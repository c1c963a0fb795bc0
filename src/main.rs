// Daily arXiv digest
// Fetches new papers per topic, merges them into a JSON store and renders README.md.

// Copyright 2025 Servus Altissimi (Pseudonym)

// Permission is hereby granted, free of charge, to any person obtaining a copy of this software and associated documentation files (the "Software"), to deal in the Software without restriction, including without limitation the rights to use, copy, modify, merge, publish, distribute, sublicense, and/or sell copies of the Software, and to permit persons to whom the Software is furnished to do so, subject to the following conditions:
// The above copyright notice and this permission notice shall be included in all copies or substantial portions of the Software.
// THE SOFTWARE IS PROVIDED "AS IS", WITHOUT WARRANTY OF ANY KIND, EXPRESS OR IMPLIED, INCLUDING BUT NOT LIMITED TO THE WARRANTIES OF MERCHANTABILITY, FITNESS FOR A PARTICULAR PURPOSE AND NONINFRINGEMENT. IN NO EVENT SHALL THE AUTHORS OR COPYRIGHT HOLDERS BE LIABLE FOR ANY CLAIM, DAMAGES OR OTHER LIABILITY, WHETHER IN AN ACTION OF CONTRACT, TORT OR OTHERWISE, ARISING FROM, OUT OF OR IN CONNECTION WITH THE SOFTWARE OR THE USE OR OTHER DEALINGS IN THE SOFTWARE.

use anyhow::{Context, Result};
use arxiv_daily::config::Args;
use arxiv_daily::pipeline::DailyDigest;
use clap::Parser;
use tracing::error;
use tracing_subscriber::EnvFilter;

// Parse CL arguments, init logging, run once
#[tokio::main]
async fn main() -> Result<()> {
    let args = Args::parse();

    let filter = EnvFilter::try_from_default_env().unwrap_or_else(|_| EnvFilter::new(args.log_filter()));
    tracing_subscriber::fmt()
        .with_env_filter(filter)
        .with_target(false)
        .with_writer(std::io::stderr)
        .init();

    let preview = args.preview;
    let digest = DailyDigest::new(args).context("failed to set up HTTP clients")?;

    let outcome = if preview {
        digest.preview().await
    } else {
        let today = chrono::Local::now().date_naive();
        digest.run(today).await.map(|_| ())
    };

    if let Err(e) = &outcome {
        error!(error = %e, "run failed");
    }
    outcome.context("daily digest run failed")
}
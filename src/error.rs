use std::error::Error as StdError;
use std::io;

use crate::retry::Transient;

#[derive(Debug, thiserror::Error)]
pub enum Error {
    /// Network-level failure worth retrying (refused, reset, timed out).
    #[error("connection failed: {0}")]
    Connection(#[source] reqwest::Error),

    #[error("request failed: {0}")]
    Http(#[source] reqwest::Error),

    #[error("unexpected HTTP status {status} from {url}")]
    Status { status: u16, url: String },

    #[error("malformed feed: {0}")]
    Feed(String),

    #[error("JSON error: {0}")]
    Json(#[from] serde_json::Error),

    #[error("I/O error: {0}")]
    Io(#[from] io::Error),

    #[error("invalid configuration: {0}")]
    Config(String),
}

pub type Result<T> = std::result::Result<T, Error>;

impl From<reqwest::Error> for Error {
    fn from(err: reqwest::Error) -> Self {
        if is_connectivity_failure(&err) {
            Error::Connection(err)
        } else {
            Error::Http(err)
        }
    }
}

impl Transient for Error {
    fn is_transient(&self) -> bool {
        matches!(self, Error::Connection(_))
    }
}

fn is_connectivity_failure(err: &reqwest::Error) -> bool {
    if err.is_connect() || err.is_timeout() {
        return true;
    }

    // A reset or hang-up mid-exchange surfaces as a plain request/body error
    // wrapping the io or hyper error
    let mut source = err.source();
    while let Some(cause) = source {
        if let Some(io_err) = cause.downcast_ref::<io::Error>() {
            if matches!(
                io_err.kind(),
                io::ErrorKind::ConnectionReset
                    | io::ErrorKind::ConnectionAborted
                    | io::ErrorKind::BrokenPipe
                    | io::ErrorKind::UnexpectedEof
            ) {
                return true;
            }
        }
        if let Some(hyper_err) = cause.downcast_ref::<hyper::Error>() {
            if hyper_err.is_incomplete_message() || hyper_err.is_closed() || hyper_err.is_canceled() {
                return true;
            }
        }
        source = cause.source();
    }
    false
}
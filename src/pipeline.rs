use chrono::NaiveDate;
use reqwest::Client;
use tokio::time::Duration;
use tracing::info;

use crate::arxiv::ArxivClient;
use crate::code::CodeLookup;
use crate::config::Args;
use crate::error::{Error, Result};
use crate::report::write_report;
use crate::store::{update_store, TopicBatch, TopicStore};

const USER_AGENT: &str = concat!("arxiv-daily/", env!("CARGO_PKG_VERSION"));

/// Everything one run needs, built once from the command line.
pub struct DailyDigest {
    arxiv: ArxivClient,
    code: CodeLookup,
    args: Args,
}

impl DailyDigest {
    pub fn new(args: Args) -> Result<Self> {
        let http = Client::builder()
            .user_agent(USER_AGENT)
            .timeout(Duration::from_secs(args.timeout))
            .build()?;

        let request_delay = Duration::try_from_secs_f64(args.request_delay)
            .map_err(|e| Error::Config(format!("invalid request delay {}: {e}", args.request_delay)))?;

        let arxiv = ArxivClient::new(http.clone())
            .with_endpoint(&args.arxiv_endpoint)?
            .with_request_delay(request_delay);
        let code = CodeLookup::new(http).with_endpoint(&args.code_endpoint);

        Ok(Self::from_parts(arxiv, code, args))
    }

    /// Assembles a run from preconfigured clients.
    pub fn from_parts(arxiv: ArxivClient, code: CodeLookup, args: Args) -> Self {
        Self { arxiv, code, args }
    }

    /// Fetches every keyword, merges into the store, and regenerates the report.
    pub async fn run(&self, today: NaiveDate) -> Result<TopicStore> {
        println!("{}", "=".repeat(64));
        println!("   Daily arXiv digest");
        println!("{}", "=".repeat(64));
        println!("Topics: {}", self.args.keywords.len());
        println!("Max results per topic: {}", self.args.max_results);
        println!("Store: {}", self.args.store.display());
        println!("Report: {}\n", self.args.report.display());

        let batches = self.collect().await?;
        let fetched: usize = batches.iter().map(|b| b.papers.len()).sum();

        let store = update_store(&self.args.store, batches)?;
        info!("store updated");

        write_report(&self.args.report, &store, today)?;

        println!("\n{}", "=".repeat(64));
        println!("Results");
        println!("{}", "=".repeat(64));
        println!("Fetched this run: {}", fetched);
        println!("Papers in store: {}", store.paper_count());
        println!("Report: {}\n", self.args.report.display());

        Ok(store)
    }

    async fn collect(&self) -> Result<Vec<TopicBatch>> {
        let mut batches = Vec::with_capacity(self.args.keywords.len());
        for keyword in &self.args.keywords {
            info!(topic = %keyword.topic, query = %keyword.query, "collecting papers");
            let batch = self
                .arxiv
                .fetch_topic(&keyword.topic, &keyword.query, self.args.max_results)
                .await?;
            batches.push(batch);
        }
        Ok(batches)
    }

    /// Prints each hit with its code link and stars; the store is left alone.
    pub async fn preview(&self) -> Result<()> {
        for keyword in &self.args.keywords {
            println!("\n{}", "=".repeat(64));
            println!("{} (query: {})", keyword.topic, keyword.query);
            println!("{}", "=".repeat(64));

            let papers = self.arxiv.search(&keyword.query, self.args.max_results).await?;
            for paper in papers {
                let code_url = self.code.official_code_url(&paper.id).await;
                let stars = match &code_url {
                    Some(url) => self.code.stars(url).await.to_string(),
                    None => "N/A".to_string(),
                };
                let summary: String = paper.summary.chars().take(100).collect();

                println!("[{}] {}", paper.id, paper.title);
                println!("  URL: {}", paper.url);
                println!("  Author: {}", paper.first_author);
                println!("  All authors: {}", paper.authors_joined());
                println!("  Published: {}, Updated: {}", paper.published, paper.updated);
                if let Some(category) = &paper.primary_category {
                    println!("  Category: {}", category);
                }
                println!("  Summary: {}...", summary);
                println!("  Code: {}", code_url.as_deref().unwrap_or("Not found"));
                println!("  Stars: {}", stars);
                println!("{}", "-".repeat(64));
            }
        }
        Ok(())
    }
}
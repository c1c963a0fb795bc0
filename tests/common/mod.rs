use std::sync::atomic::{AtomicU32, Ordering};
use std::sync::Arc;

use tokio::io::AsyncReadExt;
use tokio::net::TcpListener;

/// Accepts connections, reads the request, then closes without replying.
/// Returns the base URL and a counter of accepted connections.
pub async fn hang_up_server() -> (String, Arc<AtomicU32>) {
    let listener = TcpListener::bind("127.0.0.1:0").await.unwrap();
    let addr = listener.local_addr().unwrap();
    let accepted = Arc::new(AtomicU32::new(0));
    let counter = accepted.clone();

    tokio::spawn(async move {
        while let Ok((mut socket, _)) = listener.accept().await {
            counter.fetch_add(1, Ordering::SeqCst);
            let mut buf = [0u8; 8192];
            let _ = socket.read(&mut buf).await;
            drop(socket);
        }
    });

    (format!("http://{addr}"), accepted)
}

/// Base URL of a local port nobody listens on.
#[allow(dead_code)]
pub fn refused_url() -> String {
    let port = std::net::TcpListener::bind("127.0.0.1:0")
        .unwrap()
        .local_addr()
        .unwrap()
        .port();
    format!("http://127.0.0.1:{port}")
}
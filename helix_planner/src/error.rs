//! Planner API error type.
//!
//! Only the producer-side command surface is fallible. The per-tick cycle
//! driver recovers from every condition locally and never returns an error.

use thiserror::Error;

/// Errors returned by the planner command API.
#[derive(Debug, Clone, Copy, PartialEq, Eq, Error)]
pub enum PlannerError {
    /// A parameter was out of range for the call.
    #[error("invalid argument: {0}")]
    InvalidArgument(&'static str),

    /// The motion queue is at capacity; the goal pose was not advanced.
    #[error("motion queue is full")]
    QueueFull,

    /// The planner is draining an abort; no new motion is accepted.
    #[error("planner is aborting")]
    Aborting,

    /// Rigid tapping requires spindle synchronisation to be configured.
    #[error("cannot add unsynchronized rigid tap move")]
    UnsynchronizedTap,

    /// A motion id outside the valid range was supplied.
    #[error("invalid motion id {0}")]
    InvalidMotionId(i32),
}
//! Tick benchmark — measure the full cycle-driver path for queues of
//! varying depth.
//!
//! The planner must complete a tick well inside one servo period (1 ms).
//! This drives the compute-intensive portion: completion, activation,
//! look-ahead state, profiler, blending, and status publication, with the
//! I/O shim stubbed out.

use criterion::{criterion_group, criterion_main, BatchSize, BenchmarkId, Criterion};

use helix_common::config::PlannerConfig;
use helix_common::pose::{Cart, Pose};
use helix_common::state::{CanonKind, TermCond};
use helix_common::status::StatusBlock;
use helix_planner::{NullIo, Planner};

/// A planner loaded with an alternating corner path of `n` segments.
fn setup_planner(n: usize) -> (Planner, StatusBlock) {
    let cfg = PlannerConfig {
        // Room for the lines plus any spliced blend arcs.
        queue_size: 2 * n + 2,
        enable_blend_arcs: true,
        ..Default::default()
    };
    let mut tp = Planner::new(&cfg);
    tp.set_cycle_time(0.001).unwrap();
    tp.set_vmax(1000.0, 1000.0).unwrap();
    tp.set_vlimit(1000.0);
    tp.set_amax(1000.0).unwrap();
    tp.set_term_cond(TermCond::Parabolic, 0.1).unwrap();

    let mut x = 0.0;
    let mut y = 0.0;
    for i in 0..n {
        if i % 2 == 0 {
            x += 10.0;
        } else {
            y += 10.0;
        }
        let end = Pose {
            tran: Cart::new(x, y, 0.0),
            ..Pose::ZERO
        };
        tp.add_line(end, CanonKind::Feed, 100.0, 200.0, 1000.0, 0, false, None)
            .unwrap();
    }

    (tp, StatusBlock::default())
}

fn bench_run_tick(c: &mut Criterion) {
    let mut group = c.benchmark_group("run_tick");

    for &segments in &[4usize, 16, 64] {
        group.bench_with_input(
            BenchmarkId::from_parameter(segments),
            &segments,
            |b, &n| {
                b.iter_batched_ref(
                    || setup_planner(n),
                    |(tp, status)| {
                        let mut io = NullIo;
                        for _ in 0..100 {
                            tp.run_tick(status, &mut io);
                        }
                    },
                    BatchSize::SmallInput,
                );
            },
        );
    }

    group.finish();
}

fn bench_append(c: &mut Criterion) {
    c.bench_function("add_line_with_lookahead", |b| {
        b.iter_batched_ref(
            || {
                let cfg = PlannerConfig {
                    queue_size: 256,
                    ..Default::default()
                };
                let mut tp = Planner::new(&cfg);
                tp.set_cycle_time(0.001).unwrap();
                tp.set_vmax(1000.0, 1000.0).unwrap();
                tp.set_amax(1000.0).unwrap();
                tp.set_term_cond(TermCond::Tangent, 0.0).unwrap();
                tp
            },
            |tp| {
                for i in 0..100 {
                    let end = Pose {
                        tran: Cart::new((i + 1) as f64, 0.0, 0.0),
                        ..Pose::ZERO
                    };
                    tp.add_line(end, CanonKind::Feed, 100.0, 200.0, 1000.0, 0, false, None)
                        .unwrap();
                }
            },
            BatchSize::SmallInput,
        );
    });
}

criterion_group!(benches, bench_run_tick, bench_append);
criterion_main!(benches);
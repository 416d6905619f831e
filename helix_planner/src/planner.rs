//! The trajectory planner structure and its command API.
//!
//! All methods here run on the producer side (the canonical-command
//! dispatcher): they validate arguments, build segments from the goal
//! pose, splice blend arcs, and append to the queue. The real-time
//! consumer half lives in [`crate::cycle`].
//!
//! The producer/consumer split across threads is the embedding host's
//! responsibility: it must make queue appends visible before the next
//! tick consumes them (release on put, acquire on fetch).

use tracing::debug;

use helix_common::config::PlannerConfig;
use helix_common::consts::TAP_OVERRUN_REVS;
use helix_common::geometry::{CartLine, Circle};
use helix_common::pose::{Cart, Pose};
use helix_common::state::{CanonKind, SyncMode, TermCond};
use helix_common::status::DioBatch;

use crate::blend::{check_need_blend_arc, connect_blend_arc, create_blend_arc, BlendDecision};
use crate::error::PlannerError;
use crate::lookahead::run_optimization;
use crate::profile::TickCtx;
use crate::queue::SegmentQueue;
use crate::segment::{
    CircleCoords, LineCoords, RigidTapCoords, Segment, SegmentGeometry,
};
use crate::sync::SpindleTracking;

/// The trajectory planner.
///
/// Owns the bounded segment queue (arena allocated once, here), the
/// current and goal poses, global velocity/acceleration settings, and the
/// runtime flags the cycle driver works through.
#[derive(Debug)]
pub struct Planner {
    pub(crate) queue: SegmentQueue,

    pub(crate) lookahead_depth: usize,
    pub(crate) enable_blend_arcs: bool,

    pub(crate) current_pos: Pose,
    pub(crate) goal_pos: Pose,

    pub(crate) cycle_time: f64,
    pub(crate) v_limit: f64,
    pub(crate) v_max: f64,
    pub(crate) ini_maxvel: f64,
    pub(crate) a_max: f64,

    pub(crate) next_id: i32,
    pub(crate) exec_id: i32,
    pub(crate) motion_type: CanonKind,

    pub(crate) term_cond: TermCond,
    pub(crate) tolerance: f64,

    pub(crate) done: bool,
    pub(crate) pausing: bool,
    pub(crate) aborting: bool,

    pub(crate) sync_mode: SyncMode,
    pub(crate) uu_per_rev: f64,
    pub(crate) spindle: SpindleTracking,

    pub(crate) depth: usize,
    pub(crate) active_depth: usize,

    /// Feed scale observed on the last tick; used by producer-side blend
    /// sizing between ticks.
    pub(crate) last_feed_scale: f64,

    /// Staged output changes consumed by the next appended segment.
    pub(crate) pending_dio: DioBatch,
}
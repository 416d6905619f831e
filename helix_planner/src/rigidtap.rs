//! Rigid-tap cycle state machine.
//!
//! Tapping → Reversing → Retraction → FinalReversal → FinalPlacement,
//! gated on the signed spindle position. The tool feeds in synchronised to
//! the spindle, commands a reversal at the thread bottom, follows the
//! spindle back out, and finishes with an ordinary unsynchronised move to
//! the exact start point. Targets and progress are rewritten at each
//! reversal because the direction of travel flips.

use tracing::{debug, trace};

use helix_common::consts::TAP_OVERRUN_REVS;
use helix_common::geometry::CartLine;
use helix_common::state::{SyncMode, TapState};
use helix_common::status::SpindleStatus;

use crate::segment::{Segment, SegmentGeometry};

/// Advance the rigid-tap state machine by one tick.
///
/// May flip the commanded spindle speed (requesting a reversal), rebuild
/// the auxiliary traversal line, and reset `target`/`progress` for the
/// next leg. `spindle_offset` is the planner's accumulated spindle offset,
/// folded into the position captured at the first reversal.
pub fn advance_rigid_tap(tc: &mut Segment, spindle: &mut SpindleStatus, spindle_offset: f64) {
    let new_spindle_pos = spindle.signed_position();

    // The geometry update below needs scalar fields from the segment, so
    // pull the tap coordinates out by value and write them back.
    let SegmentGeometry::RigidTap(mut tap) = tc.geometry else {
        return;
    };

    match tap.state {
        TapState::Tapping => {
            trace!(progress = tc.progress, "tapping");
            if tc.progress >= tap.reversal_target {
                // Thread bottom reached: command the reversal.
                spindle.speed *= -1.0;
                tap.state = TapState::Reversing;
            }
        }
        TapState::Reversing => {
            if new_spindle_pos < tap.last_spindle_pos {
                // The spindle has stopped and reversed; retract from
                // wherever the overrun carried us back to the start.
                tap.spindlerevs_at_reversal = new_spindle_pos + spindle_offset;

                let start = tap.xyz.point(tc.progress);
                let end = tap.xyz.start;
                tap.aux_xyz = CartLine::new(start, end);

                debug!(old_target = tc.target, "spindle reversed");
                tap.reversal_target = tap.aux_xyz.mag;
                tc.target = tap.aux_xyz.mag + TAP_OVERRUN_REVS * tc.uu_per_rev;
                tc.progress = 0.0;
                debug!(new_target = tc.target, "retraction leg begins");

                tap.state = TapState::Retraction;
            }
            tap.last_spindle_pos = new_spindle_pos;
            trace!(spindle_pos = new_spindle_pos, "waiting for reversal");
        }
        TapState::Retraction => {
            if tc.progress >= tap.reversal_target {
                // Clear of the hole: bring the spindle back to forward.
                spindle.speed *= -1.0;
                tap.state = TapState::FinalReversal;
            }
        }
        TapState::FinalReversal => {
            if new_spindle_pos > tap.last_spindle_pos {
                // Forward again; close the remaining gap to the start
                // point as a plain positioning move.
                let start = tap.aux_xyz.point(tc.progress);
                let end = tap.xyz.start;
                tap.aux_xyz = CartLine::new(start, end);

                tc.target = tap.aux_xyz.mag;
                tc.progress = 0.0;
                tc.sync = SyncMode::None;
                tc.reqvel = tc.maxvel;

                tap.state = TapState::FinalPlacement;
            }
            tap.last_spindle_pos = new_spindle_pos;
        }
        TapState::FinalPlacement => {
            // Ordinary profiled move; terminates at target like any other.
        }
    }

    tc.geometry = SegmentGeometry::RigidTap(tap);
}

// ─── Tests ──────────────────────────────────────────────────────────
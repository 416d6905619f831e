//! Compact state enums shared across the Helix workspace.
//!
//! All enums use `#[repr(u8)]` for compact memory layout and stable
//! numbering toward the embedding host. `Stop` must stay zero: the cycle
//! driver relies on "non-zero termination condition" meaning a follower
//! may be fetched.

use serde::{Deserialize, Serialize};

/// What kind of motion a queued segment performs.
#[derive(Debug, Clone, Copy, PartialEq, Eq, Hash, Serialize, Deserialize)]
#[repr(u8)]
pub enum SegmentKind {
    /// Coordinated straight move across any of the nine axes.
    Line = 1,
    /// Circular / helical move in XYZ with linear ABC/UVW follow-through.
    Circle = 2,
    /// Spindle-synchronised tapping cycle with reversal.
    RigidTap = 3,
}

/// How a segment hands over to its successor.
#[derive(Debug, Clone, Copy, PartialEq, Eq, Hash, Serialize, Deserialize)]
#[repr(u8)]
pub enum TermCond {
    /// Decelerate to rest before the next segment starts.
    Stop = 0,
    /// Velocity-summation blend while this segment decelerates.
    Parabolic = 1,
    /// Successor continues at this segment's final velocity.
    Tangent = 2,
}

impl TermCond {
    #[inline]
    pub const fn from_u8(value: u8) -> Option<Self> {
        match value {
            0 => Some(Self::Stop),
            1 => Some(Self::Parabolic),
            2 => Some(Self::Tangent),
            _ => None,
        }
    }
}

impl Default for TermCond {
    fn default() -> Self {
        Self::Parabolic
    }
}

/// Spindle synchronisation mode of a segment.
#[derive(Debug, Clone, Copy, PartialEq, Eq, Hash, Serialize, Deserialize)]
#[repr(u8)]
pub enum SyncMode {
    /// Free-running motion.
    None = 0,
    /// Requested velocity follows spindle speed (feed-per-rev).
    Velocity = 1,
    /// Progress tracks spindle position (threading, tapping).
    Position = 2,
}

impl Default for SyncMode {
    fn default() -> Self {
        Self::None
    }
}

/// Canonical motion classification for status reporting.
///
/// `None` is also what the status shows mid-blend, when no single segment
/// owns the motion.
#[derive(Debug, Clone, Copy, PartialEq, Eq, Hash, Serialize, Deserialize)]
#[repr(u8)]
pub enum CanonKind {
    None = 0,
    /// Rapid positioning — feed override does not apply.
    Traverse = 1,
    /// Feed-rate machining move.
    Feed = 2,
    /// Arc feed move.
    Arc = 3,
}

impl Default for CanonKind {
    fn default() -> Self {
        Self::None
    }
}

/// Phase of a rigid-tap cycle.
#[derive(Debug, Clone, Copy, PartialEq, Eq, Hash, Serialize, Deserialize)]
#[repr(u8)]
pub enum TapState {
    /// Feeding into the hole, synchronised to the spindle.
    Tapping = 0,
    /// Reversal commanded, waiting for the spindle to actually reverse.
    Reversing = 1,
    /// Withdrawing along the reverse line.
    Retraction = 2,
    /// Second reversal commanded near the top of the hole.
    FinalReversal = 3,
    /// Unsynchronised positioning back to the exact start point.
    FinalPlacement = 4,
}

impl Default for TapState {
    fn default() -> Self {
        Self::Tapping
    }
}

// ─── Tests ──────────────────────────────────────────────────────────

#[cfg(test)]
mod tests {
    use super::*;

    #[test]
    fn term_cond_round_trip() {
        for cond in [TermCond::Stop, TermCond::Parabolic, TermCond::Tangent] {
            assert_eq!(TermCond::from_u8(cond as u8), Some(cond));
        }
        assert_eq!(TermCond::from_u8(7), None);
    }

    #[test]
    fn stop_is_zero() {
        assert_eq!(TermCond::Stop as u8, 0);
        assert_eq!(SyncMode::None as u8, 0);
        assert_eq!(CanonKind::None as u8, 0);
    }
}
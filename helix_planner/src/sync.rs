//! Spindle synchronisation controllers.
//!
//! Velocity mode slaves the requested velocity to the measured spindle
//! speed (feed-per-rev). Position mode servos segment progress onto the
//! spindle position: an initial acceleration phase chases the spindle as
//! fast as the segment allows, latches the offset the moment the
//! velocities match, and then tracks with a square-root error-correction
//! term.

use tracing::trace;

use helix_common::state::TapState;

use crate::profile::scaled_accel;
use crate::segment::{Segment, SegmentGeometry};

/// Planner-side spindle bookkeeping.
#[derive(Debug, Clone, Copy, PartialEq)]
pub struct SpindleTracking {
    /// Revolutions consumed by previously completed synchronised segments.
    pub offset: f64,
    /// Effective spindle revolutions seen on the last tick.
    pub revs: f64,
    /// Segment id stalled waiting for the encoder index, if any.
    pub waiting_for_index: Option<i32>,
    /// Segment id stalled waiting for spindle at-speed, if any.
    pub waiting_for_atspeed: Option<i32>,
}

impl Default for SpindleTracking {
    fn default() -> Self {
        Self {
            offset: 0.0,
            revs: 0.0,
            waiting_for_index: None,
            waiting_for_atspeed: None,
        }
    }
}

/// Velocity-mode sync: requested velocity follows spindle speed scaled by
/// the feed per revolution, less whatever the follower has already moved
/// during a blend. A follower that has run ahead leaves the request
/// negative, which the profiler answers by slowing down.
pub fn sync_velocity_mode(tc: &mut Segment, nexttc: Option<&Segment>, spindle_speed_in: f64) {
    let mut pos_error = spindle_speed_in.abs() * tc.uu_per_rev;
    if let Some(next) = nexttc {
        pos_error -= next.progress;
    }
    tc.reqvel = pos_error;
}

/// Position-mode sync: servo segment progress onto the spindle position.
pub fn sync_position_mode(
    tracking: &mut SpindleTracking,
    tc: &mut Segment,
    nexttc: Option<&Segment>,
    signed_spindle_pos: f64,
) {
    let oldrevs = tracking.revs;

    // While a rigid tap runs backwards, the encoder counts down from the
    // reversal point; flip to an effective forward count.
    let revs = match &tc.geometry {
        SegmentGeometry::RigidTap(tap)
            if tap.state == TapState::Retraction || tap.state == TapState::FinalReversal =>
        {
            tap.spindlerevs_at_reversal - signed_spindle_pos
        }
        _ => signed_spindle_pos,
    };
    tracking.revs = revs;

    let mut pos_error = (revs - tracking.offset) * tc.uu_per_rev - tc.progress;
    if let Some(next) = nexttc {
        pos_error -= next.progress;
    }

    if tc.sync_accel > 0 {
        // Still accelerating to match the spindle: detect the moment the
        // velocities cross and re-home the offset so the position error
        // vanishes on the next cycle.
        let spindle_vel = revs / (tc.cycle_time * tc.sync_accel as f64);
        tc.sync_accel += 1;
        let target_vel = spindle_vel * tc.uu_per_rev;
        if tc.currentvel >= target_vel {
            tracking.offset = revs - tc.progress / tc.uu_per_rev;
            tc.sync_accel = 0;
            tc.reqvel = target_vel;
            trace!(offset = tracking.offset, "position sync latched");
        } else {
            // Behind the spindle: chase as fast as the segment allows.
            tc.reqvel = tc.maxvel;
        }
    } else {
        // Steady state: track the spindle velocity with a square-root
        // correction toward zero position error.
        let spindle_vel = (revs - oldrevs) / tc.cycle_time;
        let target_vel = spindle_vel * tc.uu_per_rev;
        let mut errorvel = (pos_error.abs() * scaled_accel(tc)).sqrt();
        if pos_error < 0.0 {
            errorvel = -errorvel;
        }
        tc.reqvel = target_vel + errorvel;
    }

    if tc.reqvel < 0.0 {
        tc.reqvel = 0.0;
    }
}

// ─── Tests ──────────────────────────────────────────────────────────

━━━

Task requirements:
Provide every line from the material that contains the word "value".

Reply to the task:
    // pull the tap coordinates out by value and write them back.
    pub const fn from_u8(value: u8) -> Option<Self> {
        match value {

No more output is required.